What you are asked to do =
In the material below, count the lines where the word "SkipReason" appears. Nothing but the number, please.

***** Data shown

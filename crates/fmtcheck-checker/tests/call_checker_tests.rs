mod common;

use common::{FILE, Fixture, LOGGER, checked, messages};
use fmtcheck_ast::TypeUnion;
use fmtcheck_checker::{CallCheck, CheckerOptions, SkipReason};
use fmtcheck_common::DiagnosticCategory;
use fmtcheck_common::diagnostics::diagnostic_codes;
use fmtcheck_index::{ClassDecl, IndexAvailability};

#[test]
fn no_placeholders_with_argument_reports_two() {
    let mut fx = Fixture::new(r#"$logger->errorf("no placeholders", $x);"#);
    let logger = fx.logger();
    let format = fx.literal(r#""no placeholders""#);
    let x = fx.var_nth("$x", 0);
    let call = fx.call(logger, "errorf", vec![format, x]);
    let x_range = fx.range_of("$x");
    let name_range = fx.range_of("errorf");

    let diagnostics = checked(fx.check(call));
    assert_eq!(
        messages(&diagnostics),
        vec![
            "No format item found in first parameter but call has more than one argument",
            "Invalid format function usage",
        ]
    );
    assert_eq!(diagnostics[0].range(), x_range);
    assert_eq!(diagnostics[0].code, diagnostic_codes::NO_FORMAT_ITEM_FOUND);
    assert_eq!(diagnostics[1].range(), name_range);
}

#[test]
fn matching_arguments_report_nothing() {
    let mut fx = Fixture::new(r#"$logger->errorf("%d items, %s", $count, $name);"#);
    let logger = fx.logger();
    let format = fx.literal(r#""%d items, %s""#);
    let count = fx.var_nth("$count", 0);
    let name = fx.var_nth("$name", 0);
    let call = fx.call(logger, "errorf", vec![format, count, name]);

    assert_eq!(fx.check(call), CallCheck::Checked(Vec::new()));
}

#[test]
fn missing_argument_reports_unused_item_at_placeholder() {
    let mut fx = Fixture::new(r#"$logger->errorf("%d items, %s", $count);"#);
    let logger = fx.logger();
    let format = fx.literal(r#""%d items, %s""#);
    let count = fx.var_nth("$count", 0);
    let call = fx.call(logger, "errorf", vec![format, count]);
    let placeholder = fx.range_of("%s");
    let name_range = fx.range_of("errorf");

    let diagnostics = fx.validate(call);
    assert_eq!(
        messages(&diagnostics),
        vec!["Unused format item", "Invalid format function usage"]
    );
    assert_eq!(diagnostics[0].range(), placeholder);
    assert_eq!(diagnostics[1].range(), name_range);
}

#[test]
fn excess_argument_reports_expected_count() {
    let mut fx = Fixture::new(r#"$logger->errorf("%d", $a, $b);"#);
    let logger = fx.logger();
    let format = fx.literal(r#""%d""#);
    let a = fx.var_nth("$a", 0);
    let b = fx.var_nth("$b", 0);
    let call = fx.call(logger, "errorf", vec![format, a, b]);
    let b_range = fx.range_of("$b");

    let diagnostics = fx.validate(call);
    assert_eq!(
        messages(&diagnostics),
        vec![
            "Format line expecting only 1 parameters",
            "Invalid format function usage"
        ]
    );
    assert_eq!(diagnostics[0].range(), b_range);
}

#[test]
fn each_missing_placeholder_is_reported() {
    let mut fx = Fixture::new(r#"$logger->warningf("%s: %05d of %1.5f");"#);
    let logger = fx.logger();
    let format = fx.literal(r#""%s: %05d of %1.5f""#);
    let call = fx.call(logger, "warningf", vec![format]);
    let ranges = [fx.range_of("%s"), fx.range_of("%05d"), fx.range_of("%1.5f")];

    let diagnostics = fx.validate(call);
    assert_eq!(diagnostics.len(), 4);
    for (diagnostic, range) in diagnostics.iter().zip(ranges) {
        assert_eq!(diagnostic.message_text, "Unused format item");
        assert_eq!(diagnostic.range(), range);
    }
    assert_eq!(diagnostics[3].message_text, "Invalid format function usage");
}

#[test]
fn each_excess_argument_is_reported() {
    let mut fx = Fixture::new(r#"$logger->infof("%s", $a, $b, $c);"#);
    let logger = fx.logger();
    let format = fx.literal(r#""%s""#);
    let args: Vec<_> = ["$a", "$b", "$c"]
        .into_iter()
        .map(|name| fx.var_nth(name, 0))
        .collect();
    let mut arguments = vec![format];
    arguments.extend(args);
    let call = fx.call(logger, "infof", arguments);
    let (b, c) = (fx.range_of("$b"), fx.range_of("$c"));

    let diagnostics = fx.validate(call);
    assert_eq!(diagnostics.len(), 3);
    assert_eq!(diagnostics[0].range(), b);
    assert_eq!(diagnostics[1].range(), c);
    assert_eq!(diagnostics[2].code, diagnostic_codes::INVALID_FORMAT_FUNCTION_USAGE);
}

#[test]
fn invalid_specifier_still_counts_as_placeholder() {
    let mut fx = Fixture::new(r#"$logger->noticef("100% done, %d left", $n);"#);
    let logger = fx.logger();
    let format = fx.literal(r#""100% done, %d left""#);
    let n = fx.var_nth("$n", 0);
    let call = fx.call(logger, "noticef", vec![format, n]);
    let placeholder = fx.range_of("%d");

    let diagnostics = fx.validate(call);
    assert_eq!(
        messages(&diagnostics),
        vec!["Unused format item", "Invalid format function usage"]
    );
    assert_eq!(diagnostics[0].range(), placeholder);
}

#[test]
fn escaped_percent_is_not_a_placeholder() {
    let mut fx = Fixture::new(r#"$logger->debugf("100%% done", $x);"#);
    let logger = fx.logger();
    let format = fx.literal(r#""100%% done""#);
    let x = fx.var_nth("$x", 0);
    let call = fx.call(logger, "debugf", vec![format, x]);

    let diagnostics = fx.validate(call);
    assert_eq!(diagnostics[0].code, diagnostic_codes::NO_FORMAT_ITEM_FOUND);
    assert_eq!(diagnostics.len(), 2);
}

#[test]
fn literal_without_arguments_and_without_placeholders_is_fine() {
    let mut fx = Fixture::new(r#"$logger->fatalf("done");"#);
    let logger = fx.logger();
    let format = fx.literal(r#""done""#);
    let call = fx.call(logger, "fatalf", vec![format]);

    assert_eq!(fx.check(call), CallCheck::Checked(Vec::new()));
}

#[test]
fn diagnostics_are_warnings_on_the_checked_file() {
    let mut fx = Fixture::new(r#"$logger->errorf("%d");"#);
    let logger = fx.logger();
    let format = fx.literal(r#""%d""#);
    let call = fx.call(logger, "errorf", vec![format]);

    for diagnostic in fx.validate(call) {
        assert_eq!(diagnostic.category, DiagnosticCategory::Warning);
        assert_eq!(diagnostic.file, FILE);
    }
}

#[test]
fn call_without_arguments_is_skipped() {
    let mut fx = Fixture::new("$logger->errorf();");
    let logger = fx.logger();
    let call = fx.call(logger, "errorf", Vec::new());

    assert_eq!(fx.check(call), CallCheck::Skipped(SkipReason::NoArguments));
}

#[test]
fn non_literal_format_is_skipped_even_when_foldable() {
    let mut fx = Fixture::new(r#"const FMT = "%d"; $logger->errorf(FMT);"#);
    let literal = fx.literal(r#""%d""#);
    let decl_range = fx.range_of(r#"FMT = "%d""#);
    let decl = fx.builder.constant_declaration("FMT", literal, decl_range);
    fx.index.add_constant(fmtcheck_index::ConstantDecl {
        fqn: "\\FMT".into(),
        name: "FMT".into(),
        declaration: decl,
    });
    let logger = fx.logger();
    let reference_range = fx.range_of("FMT)");
    let reference = fx.builder.constant_reference(
        "\\FMT",
        "FMT",
        fmtcheck_ast::TextRange::new(reference_range.pos, reference_range.pos + 3),
    );
    let call = fx.call(logger, "errorf", vec![reference]);

    assert_eq!(fx.check(call), CallCheck::Skipped(SkipReason::DynamicFormat));
}

#[test]
fn receiver_of_other_type_is_skipped() {
    let mut fx = Fixture::new(r#"$mailer->errorf("%d");"#);
    let mailer = fx.var("$mailer", &["\\Mail\\Mailer"]);
    let format = fx.literal(r#""%d""#);
    let call = fx.call(mailer, "errorf", vec![format]);

    assert_eq!(fx.check(call), CallCheck::Skipped(SkipReason::ReceiverNotLogger));
}

#[test]
fn receiver_of_unknown_type_is_skipped() {
    let mut fx = Fixture::new(r#"$thing->errorf("%d");"#);
    let thing = fx.var("$thing", &["?"]);
    let format = fx.literal(r#""%d""#);
    let call = fx.call(thing, "errorf", vec![format]);

    assert_eq!(fx.check(call), CallCheck::Skipped(SkipReason::ReceiverNotLogger));
}

#[test]
fn non_format_method_is_skipped() {
    let mut fx = Fixture::new(r#"$logger->error("%d");"#);
    let logger = fx.logger();
    let format = fx.literal(r#""%d""#);
    let call = fx.call(logger, "error", vec![format]);

    assert_eq!(fx.check(call), CallCheck::Skipped(SkipReason::UnknownMethod));
}

#[test]
fn non_call_node_is_skipped() {
    let mut fx = Fixture::new(r#""%d""#);
    let literal = fx.literal(r#""%d""#);

    assert_eq!(fx.check(literal), CallCheck::Skipped(SkipReason::NotAMethodCall));
}

#[test]
fn index_not_ready_abstains_regardless_of_call_shape() {
    let mut fx = Fixture::new(r#"$logger->errorf("no placeholders", $x);"#);
    let logger = fx.logger();
    let format = fx.literal(r#""no placeholders""#);
    let x = fx.var_nth("$x", 0);
    let call = fx.call(logger, "errorf", vec![format, x]);
    fx.index.set_availability(IndexAvailability::NotReady);

    assert_eq!(fx.check(call), CallCheck::Abstained);
}

#[test]
fn index_not_ready_validate_is_empty() {
    let mut fx = Fixture::new(r#"$logger->errorf("%d");"#);
    let logger = fx.logger();
    let format = fx.literal(r#""%d""#);
    let call = fx.call(logger, "errorf", vec![format]);
    fx.index.set_availability(IndexAvailability::NotReady);

    assert!(fx.validate(call).is_empty());
}

#[test]
fn receiver_resolved_through_method_signature() {
    let mut fx = Fixture::new(r#"$this->logger()->errorf("%d");"#);
    fx.index.add_class(ClassDecl::new("\\App\\Service").with_method("logger", TypeUnion::new([LOGGER])));
    let this = fx.var("$this", &["\\App\\Service"]);
    let receiver = fx.call_typed(this, "logger", Vec::new(), &["#M#C\\App\\Service.logger"]);
    let format = fx.literal(r#""%d""#);
    let call = fx.call(receiver, "errorf", vec![format]);

    let diagnostics = fx.validate(call);
    assert_eq!(
        messages(&diagnostics),
        vec!["Unused format item", "Invalid format function usage"]
    );
}

#[test]
fn custom_options_change_the_recognised_calls() {
    let options = CheckerOptions {
        logger_interface: "\\App\\Log".into(),
        format_methods: vec!["tracef".into()],
    };

    let mut fx = Fixture::new(r#"$log->tracef("%s");"#);
    let log = fx.var("$log", &["\\App\\Log"]);
    let format = fx.literal(r#""%s""#);
    let call = fx.call(log, "tracef", vec![format]);
    assert_eq!(fx.check_with(call, options.clone()).into_diagnostics().len(), 2);

    let mut fx = Fixture::new(r#"$logger->errorf("%s");"#);
    let logger = fx.logger();
    let format = fx.literal(r#""%s""#);
    let call = fx.call(logger, "errorf", vec![format]);
    assert_eq!(
        fx.check_with(call, options),
        CallCheck::Skipped(SkipReason::ReceiverNotLogger)
    );
}

#[test]
fn placeholder_after_multibyte_text_is_anchored_in_bytes() {
    let mut fx = Fixture::new(r#"$logger->errorf("überall %s");"#);
    let logger = fx.logger();
    let format = fx.literal(r#""überall %s""#);
    let call = fx.call(logger, "errorf", vec![format]);
    let placeholder = fx.range_of("%s");

    let diagnostics = fx.validate(call);
    assert_eq!(diagnostics[0].range(), placeholder);
}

**********

Response below =
8